The Localvore: Warm food, warm heart

Written by Ruth Rhodes December 26, 2009 08:48 am

A sign in the Chart Room Restaurant says, “If you’re lucky enough to live by the ocean, you’re lucky enough.” I’ve tried to remember that, shivering as I have, through the past few weeks. Like many people, I eat a lot during these December cold snaps. I favor soups, stews, and home-baked bread, but I haven’t been able to eat enough to shake off the chill.

And lately, I’ve been cold and crabby. We are what we eat. Here in Del Norte County, crab is generally served right from the fridge (most people even bypass the warm butter). But I’ve been heating my crab up in the microwave in a vain effort to warm myself up.

Generally, I get my crab from Lucy’s Crab Shack, right at the harbor. But it’s also available cooked and cleaned at the new Egg and Ham place on 101 South. It’s open later than Lucy’s. The fact that I’m into late night crab buying tells you right away that I’m not equipped with my own pot, which is how many people in our area get their crab. Though I’ve been reading “Fat of the Land: Adventures of a 21st Century Forager” by the prophetically named Langdon Cook, I still haven’t been inspired enough to capture and eat the majority of my own food. As a working mom, sometimes it is a struggle just to hunt food down at the grocery store. But the idea of standing out in the rain, hovering around the public dock waiting for crabs to investigate my crab pot doesn’t appeal in this weather.

I have made significant progress with my winter lettuce garden, though.  I have a little hothouse and my greens are going strong with eight plants that yield enough lettuce to meet my weekly needs. On second thought, the sustainability of my little garden may actually be a result of reduced demand.  Who wants a salad when the wind is howling?

But a “warm” local food that I do have standing by for the holidays is a stash of chestnuts, gathered from an ancient tree near Lake Earl. If the mere idea of chestnuts roasting by an open fire can’t warm me up, I don’t know what could. We don’t have a fireplace, but the oven works pretty well for chestnuts, as experimentation has proved. I just cut crosses into the tops of the nuts to keep them from exploding as they expand. Then I pop the meat out after the nuts have cooked and they are ready to eat.

It sounds simpler than it really is.  The last time I cooked chestnuts, I ended up with tiny cuts all over my hands from the sharp inner peels. But I also ended up with the most marvelous soup. I pureed the roasted chestnuts and added them to chicken stock, and threw in a bunch of other good veggies.

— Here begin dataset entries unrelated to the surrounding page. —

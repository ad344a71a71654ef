//! Human-readable summary.
//!
//! ```text
//! _Start 2026-10-16 09:30:00
//! _Levels=4 Dup=120 Diff=2 Miss=5 Skip=0 Files=127
//! _End 2026-10-16 09:30:01
//! _Elapsed 0.84 (sec)
//! ```

use chrono::Local;
use yansi::{Color, Paint};

use crate::compare::ScanSummary;

/// Text summary writer.
#[derive(Debug)]
pub struct TextSummary<'a> {
    summary: &'a ScanSummary,
    color: bool,
}

impl<'a> TextSummary<'a> {
    /// Colored summary for `summary`.
    #[must_use]
    pub fn new(summary: &'a ScanSummary) -> Self {
        Self {
            summary,
            color: true,
        }
    }

    /// Enable or disable ANSI colors.
    #[must_use]
    pub fn with_color(mut self, color: bool) -> Self {
        self.color = color;
        self
    }

    /// Render all summary lines, each terminated by a newline.
    #[must_use]
    pub fn render(&self) -> String {
        let s = self.summary;
        let started = s.started_at.with_timezone(&Local);
        let ended = started
            + chrono::Duration::from_std(s.duration).unwrap_or_else(|_| chrono::Duration::zero());

        let mut out = String::new();
        out.push_str(&format!("_Start {}\n", started.format("%Y-%m-%d %H:%M:%S")));
        out.push_str(&format!(
            "_Levels={} Dup={} Diff={} Miss={} Skip={} Files={}\n",
            s.depths_visited,
            self.paint(s.duplicates, Color::Green),
            self.paint(s.differences, warn_color(s.differences)),
            self.paint(s.missing, warn_color(s.missing)),
            s.skipped,
            s.total_files(),
        ));
        if s.unreadable_dirs > 0 {
            out.push_str(&format!(
                "_Unreadable={}\n",
                self.paint(s.unreadable_dirs, Color::Red)
            ));
        }
        if s.interrupted {
            out.push_str(&format!("{}\n", self.paint("_Interrupted", Color::Yellow)));
        }
        out.push_str(&format!("_End {}\n", ended.format("%Y-%m-%d %H:%M:%S")));
        out.push_str(&format!(
            "_Elapsed {:.2} (sec)\n",
            s.duration.as_secs_f64()
        ));
        out
    }

    fn paint<T: std::fmt::Display>(&self, value: T, color: Color) -> String {
        if self.color {
            value.paint(color).bold().to_string()
        } else {
            value.to_string()
        }
    }
}

fn warn_color(count: u64) -> Color {
    if count == 0 {
        Color::Green
    } else {
        Color::Yellow
    }
}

The chestnuts work like cream, adding add both bulk and richness to the broth.

I gathered the nuts this year from a chestnut tree that I found on a hike a few years ago. I wouldn’t have paid much attention to the tree, had not a nice, elderly gentlemen been sitting beneath it, cutting chestnuts out of their impossibly prickly outer husks with gloved hands.

“They’re for my wife,” he said. “I come after the first big storm each fall.  That’s the only way to get to the nuts — to let the wind knock them down.”

I don’t think I’ve seen anything sweeter than that devoted old man, hiking several miles into the woods to gather chestnuts, cut them out of their casings, and then bring back a bucketful for his dear wife.

Of course, Safeway also carries chestnuts, but that’s beside the point.  So much of the sweetness of food — and its warmth, too — comes from its local source.